■ Problem description
Go through the data below and return each line where the string "RemoteIdentity" occurs.

■ The input
---+---

//! ID tokens and the keys that sign them.

pub mod jwt;
pub mod keys;

pub use jwt::{Audience, IdTokenClaims, Jwk, Jwks, JwtError, SigningKeyPair, verify_id_token};
pub use keys::{KeyManager, KeySet, RotatingKeyManager};
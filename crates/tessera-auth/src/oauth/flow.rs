//! Authorization flow controller.
//!
//! ```text
//! GET /auth ─► validate ─► session (New) ─► connector login URL
//!                                                │
//!         connector handler ─► LoginCallback::login(identity, key)
//!                                                │
//!                          session (Identified) ─┤─► /register?code=…  (no local user yet)
//!                                                │
//!                       session (Authenticated) ─┴─► redirect_uri?code=…&state=…
//! ```

use std::sync::Arc;

use async_trait::async_trait;
use url::Url;
use url::form_urlencoded;

use super::authorize::{AuthorizationRequest, AuthorizationValidator, AuthorizeRejection};
use super::prompt::prompt_for;
use super::redirect::{code_redirect_url, endpoint_path, endpoint_url, error_redirect_url};
use crate::connector::{Connector, ConnectorRegistry, LoginCallback};
use crate::session::{Identity, NewSession, Session, SessionManager};
use crate::storage::{ClientStorage, UserStorage};
use crate::types::{OOB_REDIRECT_URI, RemoteIdentity, User};
use crate::{AuthError, AuthResult};

pub struct AuthorizationFlow {
    validator: AuthorizationValidator,
    sessions: Arc<SessionManager>,
    connectors: Arc<ConnectorRegistry>,
    users: Arc<dyn UserStorage>,
    issuer: Url,
}

impl AuthorizationFlow {
    pub fn new(
        clients: Arc<dyn ClientStorage>,
        users: Arc<dyn UserStorage>,
        sessions: Arc<SessionManager>,
        connectors: Arc<ConnectorRegistry>,
        issuer: Url,
    ) -> Self {
        Self {
            validator: AuthorizationValidator::new(clients, Arc::clone(&connectors)),
            sessions,
            connectors,
            users,
            issuer,
        }
    }

    #[must_use]
    pub fn issuer(&self) -> &Url {
        &self.issuer
    }

    /// Handles an authorization request and returns where to redirect.
    ///
    /// `reprompt` comes from the `LastSeen` cookie.
    ///
    /// # Errors
    ///
    /// See [`AuthorizationValidator::validate`]. Failures after validation
    /// are redirected back to the client with `server_error`.
    pub async fn authorize(
        &self,
        request: &AuthorizationRequest,
        reprompt: bool,
    ) -> Result<String, AuthorizeRejection> {
        let validated = self.validator.validate(request).await?;
        let state = validated.state.as_deref();
        let redirect_back = |e: AuthError| {
            tracing::warn!(
                client_id = %validated.client_id,
                connector_id = %validated.connector_id,
                error = %e,
                "authorization failed after validation"
            );
            AuthorizeRejection::redirect(&validated.redirect_url, state, e)
        };

        let session_id = self
            .sessions
            .new_session(NewSession {
                connector_id: validated.connector_id.clone(),
                client_id: validated.client_id.clone(),
                client_state: validated.state.clone(),
                redirect_url: validated.redirect_url.clone(),
                scope: validated.scopes.as_slice().to_vec(),
                nonce: validated.nonce.clone(),
                register: validated.register,
            })
            .await
            .map_err(redirect_back)?;
        let key = self
            .sessions
            .new_session_key(&session_id)
            .await
            .map_err(redirect_back)?;

        if validated.register {
            tracing::info!(client_id = %validated.client_id, "registration flow started");
            return Ok(with_code(&endpoint_path(&self.issuer, "register"), &key));
        }

        let connector = self
            .connectors
            .get(&validated.connector_id)
            .ok_or_else(|| redirect_back(AuthError::internal("connector vanished")))?;
        let prompt = prompt_for(reprompt);
        let login_url = connector
            .login_url(&key, prompt)
            .await
            .map_err(redirect_back)?;

        tracing::debug!(
            client_id = %validated.client_id,
            connector_id = %validated.connector_id,
            prompt = ?prompt,
            "redirecting to connector"
        );
        Ok(login_url.to_string())
    }

    /// Completes a registration: creates `user`, links the session's
    /// remote identity to it and finishes the flow.
    ///
    /// `code` is the key handed out with the registration redirect.
    ///
    /// # Errors
    ///
    /// Returns `AuthError::NotFound` for an unknown code and
    /// `AuthError::InvalidState` if the session has no remote identity.
    pub async fn register(&self, code: &str, user: User) -> AuthResult<String> {
        let session_id = self.sessions.exchange_key(code).await?;
        let session = self.sessions.get(&session_id).await?;
        let identity = session
            .identity
            .clone()
            .ok_or_else(|| AuthError::invalid_state("session has no remote identity"))?;
        let connector = self.connector_for(&session)?;

        self.users.create(&user).await?;
        self.users
            .add_remote_identity(
                &user.id,
                &RemoteIdentity::new(&session.connector_id, &identity.id),
            )
            .await?;
        tracing::info!(user_id = %user.id, connector_id = %session.connector_id, "user registered");

        self.finish_or_redirect(&session, connector.as_ref(), &identity, &user)
            .await
    }

    fn connector_for(&self, session: &Session) -> AuthResult<Arc<dyn Connector>> {
        self.connectors.get(&session.connector_id).ok_or_else(|| {
            AuthError::connector(&session.connector_id, "connector is not registered")
        })
    }

    async fn resolve_user(
        &self,
        connector: &dyn Connector,
        identity: &Identity,
        remote: &RemoteIdentity,
    ) -> AuthResult<Option<User>> {
        if let Some(user) = self.users.find_by_remote_identity(remote).await? {
            return Ok(Some(user));
        }

        let Some(email) = identity.email.as_deref().filter(|e| !e.is_empty()) else {
            return Ok(None);
        };
        if !connector.trusted_email_provider() {
            return Ok(None);
        }

        let Some(user) = self.users.find_by_email(email).await? else {
            return Ok(None);
        };
        self.users.add_remote_identity(&user.id, remote).await?;
        tracing::info!(
            user_id = %user.id,
            connector_id = %remote.connector_id,
            "remote identity linked by trusted email"
        );
        Ok(Some(user))
    }

    /// Binds `user`, collects groups and issues the authorization code.
    /// Failures are turned into an error redirect to the client.
    async fn finish_or_redirect(
        &self,
        session: &Session,
        connector: &dyn Connector,
        identity: &Identity,
        user: &User,
    ) -> AuthResult<String> {
        match self.finish(session, connector, identity, user).await {
            Ok(location) => Ok(location),
            Err(e) => {
                tracing::warn!(session_id = %session.id, error = %e, "login could not be completed");
                if let Err(kill_err) = self.sessions.kill(&session.id).await {
                    tracing::warn!(session_id = %session.id, error = %kill_err, "failed to kill session");
                }
                Ok(error_redirect_url(
                    &session.redirect_url,
                    e.oauth_error_code(),
                    session.client_state.as_deref(),
                )
                .to_string())
            }
        }
    }

    async fn finish(
        &self,
        session: &Session,
        connector: &dyn Connector,
        identity: &Identity,
        user: &User,
    ) -> AuthResult<String> {
        if user.disabled {
            return Err(AuthError::access_denied(format!("user {} is disabled", user.id)));
        }

        self.sessions.attach_user(&session.id, &user.id).await?;

        if let Some(groups) = connector.groups() {
            let groups = groups.groups(&identity.id).await?;
            self.sessions.add_groups(&session.id, groups).await?;
        }

        let code = self.sessions.new_session_key(&session.id).await?;
        tracing::info!(
            session_id = %session.id,
            client_id = %session.client_id,
            user_id = %user.id,
            "authorization code issued"
        );

        if session.redirect_url.as_str() == OOB_REDIRECT_URI {
            return Ok(with_code(endpoint_url(&self.issuer, "oob").as_str(), &code));
        }
        Ok(code_redirect_url(&session.redirect_url, &code, session.client_state.as_deref()).to_string())
    }
}

#[async_trait]
impl LoginCallback for AuthorizationFlow {
    async fn login(&self, identity: Identity, session_key: &str) -> AuthResult<String> {
        let session_id = self.sessions.exchange_key(session_key).await?;
        let session = self
            .sessions
            .attach_remote_identity(&session_id, identity.clone())
            .await?;
        tracing::debug!(session_id = %session.id, connector_id = %session.connector_id, "remote identity attached");

        if session.register {
            let code = self.sessions.new_session_key(&session.id).await?;
            return Ok(with_code(endpoint_url(&self.issuer, "register").as_str(), &code));
        }

        let connector = self.connector_for(&session)?;
        let remote = RemoteIdentity::new(&session.connector_id, &identity.id);
        let Some(user) = self.resolve_user(connector.as_ref(), &identity, &remote).await? else {
            tracing::info!(session_id = %session.id, "no local user for remote identity, sending to registration");
            let code = self.sessions.new_session_key(&session.id).await?;
            return Ok(with_code(endpoint_url(&self.issuer, "register").as_str(), &code));
        };

        self.finish_or_redirect(&session, connector.as_ref(), &identity, &user)
            .await
    }
}

fn with_code(base: &str, code: &str) -> String {
    let query = form_urlencoded::Serializer::new(String::new())
        .append_pair("code", code)
        .finish();
    format!("{base}?{query}")
}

---+---

■ Reply to the task
use crate::types::{OOB_REDIRECT_URI, RemoteIdentity, User};
                &RemoteIdentity::new(&session.connector_id, &identity.id),
        remote: &RemoteIdentity,
        let remote = RemoteIdentity::new(&session.connector_id, &identity.id);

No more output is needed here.